Most mornings, particularly in winter my breakfast comes in the form of creamy porridge topped with anything and everything I have in the cupboards. They are super cheap and so so good for you but they don’t have to be boring!
Oats are one of the best sources of fibre which is so important for your digestive system as it takes a while for your body to break it down and absorbs harmful bacteria that may be lingering in your gut, keeping everything running smoothly.
They are also naturally gluten free and provide slow release energy that is easy on your blood sugar levels and helps you feel fuller for longer.
There are 3 main types of oats, all of which can be used pretty much interchangeably, which are:
- Steel Cut (or pin head) – Oats cut into 2/3 smaller pieces with a steel blade
- Jumbo – larger oats ideal for thicker porridge
- Rolled – steamed and dehusked, then flattened with heavy rollers
Porridge is best done the old fashioned way by combining ½ cup of oats (50g) and 1 cup (roughly 350ml) of water/milk and microwave for 2 minutes or put on the hob and keep stirring (check the oats packaging if unsure). There are a lot of brands that do sachets which are quite handy if you are on the go but unfortunately most of them are full of added sweeteners and preservatives, so check the labels thoroughly first.
Using seasonal fruit in porridge is a great way to up your fruit intake and reach your five a day. I often use different berries, bananas and dried fruit but you can also make fruity compotes to stir in too.
Example: peel and core an apple, and chop into bite sized chunks. Add 2-3 tbsp. of water, a squeeze of honey and a dash of cinnamon and put on a low heat for 5-10 minutes until the apples become soft then stir into your porridge!

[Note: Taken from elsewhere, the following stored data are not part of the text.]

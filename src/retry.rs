//! Exponential backoff with jitter for any fallible async operation.
//!
//! The delay before retry `n` (zero-based) is
//!
//! ```text
//! delay = min(base_delay * 2^n, max_delay) + random_jitter(0..=jitter)
//! ```
//!
//! Callers decide which errors are worth another attempt; permanent errors
//! are returned immediately.

use rand::{Rng, rng};
use std::fmt::Display;
use std::future::Future;
use std::time::{Duration, Instant};
use tokio::time::sleep;
use tracing::{error, warn};

#[derive(Debug, Clone, Copy, PartialEq, Eq)]
pub struct RetryPolicy {
    /// Retries after the first attempt. Total attempts never exceed `max_retries + 1`.
    pub max_retries: u32,
    pub base_delay: Duration,
    pub max_delay: Duration,
    pub jitter: Duration,
}

impl RetryPolicy {
    pub fn new(max_retries: u32, base_delay: Duration, max_delay: Duration, jitter: Duration) -> Self {
        Self {
            max_retries,
            base_delay,
            max_delay,
            jitter,
        }
    }

    pub fn max_attempts(&self) -> u32 {
        self.max_retries.saturating_add(1)
    }

    /// Backoff before retry number `retry` (0 for the first retry).
    pub fn delay_for(&self, retry: u32) -> Duration {
        let factor = 1u32.checked_shl(retry).unwrap_or(u32::MAX);
        let delay = self.base_delay.saturating_mul(factor).min(self.max_delay);
        let jitter_ms = self.jitter.as_millis() as u64;
        if jitter_ms == 0 {
            delay
        } else {
            delay + Duration::from_millis(rng().random_range(0..=jitter_ms))
        }
    }

    /// Run `op` until it succeeds, fails permanently, or attempts run out.
    ///
    /// `op` receives the zero-based attempt number. Returns the last result
    /// together with the number of attempts made.
    pub async fn run<T, E, F, Fut, R>(&self, label: &str, mut op: F, retryable: R) -> (Result<T, E>, u32)
    where
        F: FnMut(u32) -> Fut,
        Fut: Future<Output = Result<T, E>>,
        R: Fn(&E) -> bool,
        E: Display,
    {
        let total_t0 = Instant::now();
        let mut attempt = 0u32;
        loop {
            let attempt_t0 = Instant::now();
            let result = op(attempt).await;
            attempt += 1;
            let err = match result {
                Ok(value) => return (Ok(value), attempt),
                Err(e) => e,
            };

            if !retryable(&err) {
                return (Err(err), attempt);
            }
            if attempt >= self.max_attempts() {
                error!(
                    label,
                    attempt,
                    max = self.max_retries,
                    elapsed_ms_total = total_t0.elapsed().as_millis() as u64,
                    error = %err,
                    "exhausted retries"
                );
                return (Err(err), attempt);
            }

            let delay = self.delay_for(attempt - 1);
            warn!(
                label,
                attempt,
                max = self.max_retries,
                elapsed_ms_attempt = attempt_t0.elapsed().as_millis() as u64,
                ?delay,
                error = %err,
                "attempt failed; backing off"
            );
            sleep(delay).await;
        }
    }
}
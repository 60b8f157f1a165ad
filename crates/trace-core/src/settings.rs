use clap::{Args, Parser, Subcommand};
use std::path::PathBuf;

use crate::models::DimensionPolicy;

// ── Settings (CLI) ─────────────────────────────────────────────────────────────

/// Demultiplex sensor logs into per-sensor time series and compute windowed statistics
#[derive(Parser, Debug, Clone)]
#[command(
    name = "sensor-trace",
    about = "Demultiplex sensor logs into per-sensor time series and compute windowed statistics",
    version
)]
pub struct Settings {
    #[command(subcommand)]
    pub command: Command,

    /// Logging level
    #[arg(long, global = true, default_value = "INFO", value_parser = ["DEBUG", "INFO", "WARNING", "ERROR"])]
    pub log_level: String,

    /// Log file path (in addition to stderr)
    #[arg(long, global = true)]
    pub log_file: Option<PathBuf>,

    /// Enable debug logging
    #[arg(long, global = true)]
    pub debug: bool,
}

#[derive(Subcommand, Debug, Clone)]
pub enum Command {
    /// Parse log files into per-sensor time series (JSON on stdout)
    Parse(ParseArgs),
    /// Compute running means and standard deviations for a JSON stats request
    Stats(StatsArgs),
}

#[derive(Args, Debug, Clone)]
pub struct ParseArgs {
    /// Log files or directories to scan
    #[arg(required = true)]
    pub paths: Vec<PathBuf>,

    /// Built-in preset (google, single) or the name of a saved schema
    #[arg(long)]
    pub preset: Option<String>,

    /// Schema JSON file (takes precedence over --preset)
    #[arg(long)]
    pub schema: Option<PathBuf>,

    /// What to do with a line whose value count disagrees with its sensor
    #[arg(long, default_value = "skip", value_parser = ["skip", "abort"])]
    pub dimension_policy: String,

    /// Maximum number of files parsed concurrently (1-64)
    #[arg(long, default_value = "4", value_parser = clap::value_parser!(u32).range(1..=64))]
    pub jobs: u32,

    /// Pretty-print the JSON output
    #[arg(long)]
    pub pretty: bool,
}

#[derive(Args, Debug, Clone)]
pub struct StatsArgs {
    /// JSON file holding `{avg_period, stdev_period, <channel>: [values...]}`
    #[arg(long)]
    pub request: PathBuf,

    /// Pretty-print the JSON output
    #[arg(long)]
    pub pretty: bool,
}

// ── Settings impl ──────────────────────────────────────────────────────────────

impl Settings {
    /// Parse the process arguments and apply the `--debug` override.
    pub fn load() -> Self {
        Self::resolve(Settings::parse())
    }

    /// Same as [`Settings::load`] but from an explicit argument list,
    /// enabling unit-testing without spawning subprocesses.
    pub fn load_from_args<I, T>(args: I) -> Result<Self, clap::Error>
    where
        I: IntoIterator<Item = T>,
        T: Into<std::ffi::OsString> + Clone,
    {
        Settings::try_parse_from(args).map(Self::resolve)
    }

    /// `--debug` overrides the log level.
    fn resolve(mut settings: Settings) -> Settings {
        if settings.debug {
            settings.log_level = "DEBUG".to_string();
        }
        settings
    }
}

impl ParseArgs {
    /// The dimension policy selected on the command line.
    pub fn dimension_policy(&self) -> DimensionPolicy {
        DimensionPolicy::from_name(&self.dimension_policy).unwrap_or_default()
    }
}

// ── Tests ──────────────────────────────────────────────────────────────────────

I love adding sultanas, blueberries, flax seeds and cinnamon to mine or if I’m really feeling like something sweet I will have raw cacao powder and a drizzle of maple syrup!
Flax seeds are getting more and more popular and are a great way of adding fibre and omega 3 fatty acids into your diet, which are great for a healthy heart as they have been found to reduce blood pressure and the “bad” HDL cholesterol. As well as being full of antioxidants and vitamins like magnesium, the omega 3 fatty acids in these tiny seeds can help fight against inflammation in the body which are contributing factors of a number of huge health issues like cancer, heart disease and arthritis.
Being ground into a crumbly texture means it’s a lot easier for your body to digest and also makes it easier to add to many things such as yoghurt parfaits, smoothies, pizza bases, and baking without the flavour or consistency being overpowering.
As for raw cacao powder, it’s AMAZING and I could easily talk about it all day long…
However just to give you a little snippet, raw cacao powder is basically chocolate in its most purest, natural form. Cacao pods contain little white beans inside which are usually roasted at high temperatures and processed over and over to create coco powder which is used to make all things chocolaty. Due to this process all the natural goodness is stripped from the bean and lots of artificial sweeteners and preservatives are added.
With raw cacao powder the beans are unroasted and cold pressed to remove the fat known as cacao butter (amazing for making raw healthy chocolates with!) and ground into a fine powder. This powder is full of extremely potent antioxidants, vitamins and minerals and in particular it’s one of the highest sources of magnesium of all foods on the planet! It really is a brilliant thing and can I just reiterate that this is CHOCOLATE!!
I’ll calm down now.
Just having a tbsp of raw cacao powder in my porridge makes it feel incredibly indulgent and a little bit naughty for breakfast but then I remind myself of how good it is so you really could eat this any time of day and not feel the slightest bit guilty!
Porridge really doesn’t have to be boring and once you have tried a few different toppings you will really enjoy being able to mix it up rather than choosing the same old cereal or toast in the morning. Also I noticed that after a while of eating porridge for breakfast, if I did have something like cereal there was a massive difference in how long I felt full and more importantly satisfied for, never mind the spike in my blood sugar levels!
I know for some people the thought of having a bowl of hot creamy porridge first thing is too much, especially for those who don’t have much of an appetite in the morning but you can have it in the form of overnight oats which is a cold version with yoghurt – click here for my recipe.
Whether you have hot porridge or cold overnight oats, it’s definitely one of the best ways to start the day!